- Born: Simon Harry Piers Jeffes 19 February 1949 Crawley, Sussex, England
- Died: 11 December 1997 (aged 48) Taunton, Somerset, England
- Occupations: Guitarist; composer; arranger;
- Known for: Founder of the Penguin Cafe Orchestra

= Simon Jeffes =

British musician and composer (1949–1997)

Simon Harry Piers Jeffes (19 February 1949 – 11 December 1997) was an English classically trained guitarist, composer and arranger. He formed, and was the primary performer of, the Penguin Cafe Orchestra.

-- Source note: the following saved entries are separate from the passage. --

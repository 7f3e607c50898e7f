// crates.io
use reqwest::{RequestBuilder, Response, StatusCode};
use serde::de::DeserializeOwned;
// self
use crate::{
	_prelude::*,
	config::Config,
	error::{ApiError, ConfigError, TransportError},
	http::TransportClient,
	promotion::{ClipDeal, PromotionFuture, PromotionSearchOptions, PromotionService},
	provider::safeway::{ClipRequest, ClipResponse, DEFAULT_API_BASE, GalleryResponse, Offer},
};

const LIST_PATH: &str = "/abs/pub/mobile/j4u/api/ecomgallery";
const CLIP_PATH: &str = "/abs/pub/mobile/j4u/api/offers/clip";
const CLIP_API_KEY: &str = "appandroid";

/// Promotion service backed by the J4U gallery and clip endpoints.
#[derive(Debug)]
pub struct SafewayPromotions {
	client: TransportClient,
	list_url: Url,
	clip_url: Url,
	api_key: String,
	app_version: String,
	store_id: String,
}
impl SafewayPromotions {
	/// Binds the service to an authorized `client`.
	pub fn new(client: TransportClient, config: &Config) -> Result<Self> {
		let base = match &config.api_base {
			Some(url) => url.clone(),
			None => Url::parse(DEFAULT_API_BASE).map_err(ConfigError::from)?,
		};
		let mut list_url = base.join(LIST_PATH).map_err(ConfigError::from)?;
		let mut clip_url = base.join(CLIP_PATH).map_err(ConfigError::from)?;

		list_url
			.query_pairs_mut()
			.append_pair("storeId", &config.store_id)
			.append_pair("offerPgm", "PD-CC")
			.append_pair("includeRedeemedBonusOffers", "y");
		clip_url.query_pairs_mut().append_pair("storeId", &config.store_id);

		Ok(Self {
			client,
			list_url,
			clip_url,
			api_key: config.api_key.clone(),
			app_version: config.app_version.clone(),
			store_id: config.store_id.clone(),
		})
	}

	/// Listing endpoint, including the store query.
	pub fn list_url(&self) -> &Url {
		&self.list_url
	}

	/// Clip endpoint, including the store query.
	pub fn clip_url(&self) -> &Url {
		&self.clip_url
	}

	fn identify(&self, builder: RequestBuilder, api_key: &str) -> RequestBuilder {
		builder
			.header("content-type", "application/json")
			.header("storeid", &self.store_id)
			.header("x-swy_api_key", api_key)
	}

	async fn fetch(
		&self,
		ctx: &CancellationToken,
		options: &PromotionSearchOptions,
	) -> Result<Vec<ClipDeal>> {
		const OPERATION: &str = "list clip deals";

		if *options != PromotionSearchOptions::default() {
			tracing::debug!(?options, "promotion: search filters are not supported, ignoring");
		}

		let builder = self
			.identify(self.client.get(self.list_url.clone()), &self.api_key)
			.header("appversion", &self.app_version);
		let response = self.client.send(ctx, builder).await?;
		let body = read_ok(ctx, OPERATION, response).await?;
		let gallery = decode::<GalleryResponse>(OPERATION, &body)?;
		let records = gallery.into_records();
		let mut by_status = BTreeMap::from([("C".to_owned(), 0_usize), ("U".to_owned(), 0)]);
		let mut deals = Vec::with_capacity(records.len());

		tracing::info!(count = records.len(), "promotion: found clip deals");

		for record in records {
			let offer = serde_path_to_error::deserialize::<_, Offer>(&record)
				.map_err(|source| ApiError::Decode { operation: OPERATION, source })?;

			*by_status.entry(offer.status.clone()).or_default() += 1;
			deals.push(offer.into_clip_deal(record));
		}
		for (status, count) in &by_status {
			tracing::info!(%status, count, "promotion: clip deals by status");
		}

		Ok(deals)
	}

	async fn clip(&self, ctx: &CancellationToken, deal: &ClipDeal) -> Result<()> {
		const OPERATION: &str = "clip deal";

		let (code, kind) = deal.check_clippable()?;
		let body = serde_json::to_vec(&ClipRequest::new(code, kind))
			.map_err(|source| ApiError::Encode { operation: OPERATION, source })?;
		let builder = self.identify(self.client.post(self.clip_url.clone()), CLIP_API_KEY).body(body);
		let response = self.client.send(ctx, builder).await?;
		let body = read_ok(ctx, OPERATION, response).await?;
		let clipped = decode::<ClipResponse>(OPERATION, &body)?;

		tracing::debug!(id = %deal.id, items = clipped.items.len(), "promotion: clip response");

		Ok(())
	}
}
impl PromotionService for SafewayPromotions {
	fn clip_deals<'a>(
		&'a self,
		ctx: &'a CancellationToken,
		options: &'a PromotionSearchOptions,
	) -> PromotionFuture<'a, Vec<ClipDeal>> {
		Box::pin(self.fetch(ctx, options))
	}

	fn clip_deal<'a>(
		&'a self,
		ctx: &'a CancellationToken,
		deal: &'a ClipDeal,
	) -> PromotionFuture<'a, ()> {
		Box::pin(self.clip(ctx, deal))
	}
}

async fn read_ok(
	ctx: &CancellationToken,
	operation: &'static str,
	response: Response,
) -> Result<Vec<u8>> {
	let status = response.status();

	if status != StatusCode::OK {
		return Err(ApiError::Status { operation, status: status.as_u16() }.into());
	}

	tokio::select! {
		biased;
		_ = ctx.cancelled() => Err(Error::Cancelled),
		body = response.bytes() => Ok(body.map_err(TransportError::from)?.to_vec()),
	}
}

fn decode<T>(operation: &'static str, body: &[u8]) -> Result<T>
where
	T: DeserializeOwned,
{
	let mut deserializer = serde_json::Deserializer::from_slice(body);

	serde_path_to_error::deserialize(&mut deserializer)
		.map_err(|source| ApiError::Decode { operation, source }.into())
}

#[cfg(test)]
mod tests {
	// self
	use super::*;
	use crate::config::ConfigOption;

	fn service(base: Option<&str>) -> SafewayPromotions {
		let mut options = vec![
			ConfigOption::ApiKey("key".into()),
			ConfigOption::StoreId("1234".into()),
			ConfigOption::AppVersion("2025.1.0".into()),
		];

		if let Some(base) = base {
			options.push(ConfigOption::ApiBase(Url::parse(base).expect("Base URL should parse.")));
		}

		SafewayPromotions::new(TransportClient::default(), &Config::from_options(options))
			.expect("Service should build.")
	}

	#[test]
	fn endpoints_default_to_public_origin() {
		let service = service(None);

		assert_eq!(
			service.list_url().as_str(),
			"https://www.safeway.com/abs/pub/mobile/j4u/api/ecomgallery?storeId=1234&offerPgm=PD-CC&includeRedeemedBonusOffers=y"
		);
		assert_eq!(
			service.clip_url().as_str(),
			"https://www.safeway.com/abs/pub/mobile/j4u/api/offers/clip?storeId=1234"
		);
	}

	#[test]
	fn endpoints_follow_api_base_override() {
		let service = service(Some("http://127.0.0.1:8080"));

		assert!(service.list_url().as_str().starts_with("http://127.0.0.1:8080/abs/pub/"));
	}

	#[test]
	fn identity_headers_are_set() {
		let service = service(None);
		let request = service
			.identify(service.client.get(service.list_url.clone()), "key")
			.build()
			.expect("Request should build.");
		let headers = request.headers();

		assert_eq!(headers["content-type"], "application/json");
		assert_eq!(headers["storeid"], "1234");
		assert_eq!(headers["x-swy_api_key"], "key");
	}

	#[test]
	fn decode_errors_name_the_path() {
		let err = decode::<GalleryResponse>("list clip deals", br#"{"cc": 5}"#)
			.expect_err("Numbers are not arrays.");

		assert!(matches!(
			err,
			Error::Api(ApiError::Decode { ref source, .. }) if source.path().to_string() == "cc"
		));
	}
}
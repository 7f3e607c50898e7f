//! OAuth token snapshot handed out by token sources.

// std
use std::time::Duration;
// self
use crate::{_prelude::*, auth::TokenSecret};

/// Access/refresh token pair with its expiry.
#[derive(Clone, PartialEq, Eq)]
pub struct Token {
	/// Access token presented as the bearer credential.
	pub access_token: TokenSecret,
	/// Refresh token used to mint the next access token.
	pub refresh_token: Option<TokenSecret>,
	/// Token type reported by the token endpoint (usually `bearer`).
	pub token_type: String,
	/// Expiry instant; `None` means the token never expires.
	pub expiry: Option<OffsetDateTime>,
}
impl Token {
	/// Tokens are treated as expired this long before their actual expiry.
	pub const EXPIRY_DELTA: Duration = Duration::from_secs(10);

	/// Seeds a token that only carries a refresh token, forcing a refresh on first use.
	///
	/// An empty `refresh_token` seeds no refresh token at all.
	pub fn from_refresh_token(refresh_token: impl Into<String>) -> Self {
		let refresh_token = refresh_token.into();

		Self {
			access_token: TokenSecret::default(),
			refresh_token: (!refresh_token.is_empty()).then(|| TokenSecret::new(refresh_token)),
			token_type: "Bearer".into(),
			expiry: None,
		}
	}

	/// Returns `true` if the access token is present and not about to expire at `now`.
	pub fn is_valid_at(&self, now: OffsetDateTime) -> bool {
		if self.access_token.is_empty() {
			return false;
		}

		match self.expiry {
			Some(expiry) => now + Self::EXPIRY_DELTA < expiry,
			None => true,
		}
	}

	/// Convenience helper that checks validity against the current UTC instant.
	pub fn is_valid(&self) -> bool {
		self.is_valid_at(OffsetDateTime::now_utc())
	}

	/// Authorization scheme with the canonical casing for well-known types.
	pub fn scheme(&self) -> &str {
		let token_type = self.token_type.trim();

		if token_type.is_empty() || token_type.eq_ignore_ascii_case("bearer") {
			"Bearer"
		} else if token_type.eq_ignore_ascii_case("mac") {
			"MAC"
		} else if token_type.eq_ignore_ascii_case("basic") {
			"Basic"
		} else {
			token_type
		}
	}

	/// Value for the `Authorization` header.
	pub fn authorization_value(&self) -> String {
		format!("{} {}", self.scheme(), self.access_token.expose())
	}
}
impl Debug for Token {
	fn fmt(&self, f: &mut Formatter) -> FmtResult {
		f.debug_struct("Token")
			.field("access_token", &"<redacted>")
			.field("refresh_token", &self.refresh_token.as_ref().map(|_| "<redacted>"))
			.field("token_type", &self.token_type)
			.field("expiry", &self.expiry)
			.finish()
	}
}

#[cfg(test)]
mod tests {
	// crates.io
	use time::macros;
	// self
	use super::*;

	fn token(access: &str, expiry: Option<OffsetDateTime>) -> Token {
		Token {
			access_token: TokenSecret::new(access),
			refresh_token: None,
			token_type: "bearer".into(),
			expiry,
		}
	}

	#[test]
	fn validity_honours_expiry_delta() {
		let expiry = macros::datetime!(2025-01-01 01:00 UTC);
		let token = token("access", Some(expiry));

		assert!(token.is_valid_at(macros::datetime!(2025-01-01 00:59:49 UTC)));
		assert!(!token.is_valid_at(macros::datetime!(2025-01-01 00:59:50 UTC)));
		assert!(!token.is_valid_at(macros::datetime!(2025-01-01 01:30 UTC)));
	}

	#[test]
	fn seeded_tokens_require_refresh() {
		let seeded = Token::from_refresh_token("refresh");

		assert!(!seeded.is_valid());
		assert_eq!(seeded.refresh_token.as_ref().map(TokenSecret::expose), Some("refresh"));
		assert!(Token::from_refresh_token("").refresh_token.is_none());
		assert!(token("access", None).is_valid());
	}

	#[test]
	fn authorization_value_normalizes_scheme() {
		assert_eq!(token("abc", None).authorization_value(), "Bearer abc");

		let mut mac = token("abc", None);

		mac.token_type = "MAC".into();

		assert_eq!(mac.authorization_value(), "MAC abc");

		let mut custom = token("abc", None);

		custom.token_type = "DPoP".into();

		assert_eq!(custom.authorization_value(), "DPoP abc");
	}

	#[test]
	fn debug_output_redacts_secrets() {
		let rendered = format!("{:?}", token("very-secret", None));

		assert!(!rendered.contains("very-secret"));
	}
}
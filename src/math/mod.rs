pub mod matrix;

pub use matrix::Matrix;
/// Binary (per-output) cross-entropy, paired with a sigmoid output layer.
pub struct BceLoss;

const EPS: f64 = 1e-12;

impl BceLoss {
    /// Scalar loss: −Σ y·ln(p+ε) + (1−y)·ln(1−p+ε)
    ///
    /// Summed rather than averaged over outputs so that its gradient with
    /// respect to the sigmoid logits is exactly `p − y`.
    pub fn loss(predicted: &[f64], expected: &[f64]) -> f64 {
        predicted.iter().zip(expected.iter())
            .map(|(p, y)| -(y * (p + EPS).ln() + (1.0 - y) * (1.0 - p + EPS).ln()))
            .sum()
    }

    /// Combined Sigmoid + BCE gradient w.r.t. the logits: p − y
    pub fn derivative(predicted: &[f64], expected: &[f64]) -> Vec<f64> {
        predicted.iter().zip(expected.iter())
            .map(|(p, y)| p - y)
            .collect()
    }
}
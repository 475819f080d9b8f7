pub mod back_propagate;
pub mod cost;
pub mod feed_forward;
pub mod gradients;
pub mod numerical_gradient;

pub use back_propagate::BackPropagate;
pub use cost::Cost;
pub use feed_forward::{FeedForward, ForwardTrace};
pub use gradients::{Gradients, LayerGradient};
pub use numerical_gradient::NumericalGradient;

He was the composer of the ballet Still Life at the Penguin Cafe, of the much-recorded piece Music for a Found Harmonium, and other music recorded by the Penguin Cafe Orchestra.

He is also known for assisting Sex Pistols producer Bill Price with the string arrangement for the Sid Vicious version of "My Way" which reached #7 on the UK singles charts as part of The Great Rock 'n' Roll Swindle soundtrack.

A recording of piano works by Jeffes, Piano Music, was released by Zopf Records in 1998.

==Life and death==
Jeffes was born at the Montalan Nursing Home, Crawley, Sussex, on 19 February 1949, the son of James Henry Elliston Jeffes, a research chemist, and his wife, Anne Hope Madeline Jeffes (née Clutterbuck).

Jeffes is the father of Arthur Jeffes, who is continuing his father's musical work with Penguin Cafe.

Jeffes died of an inoperable brain tumor on 11 December 1997 in Taunton, leading to the dissolution of the Penguin Cafe Orchestra.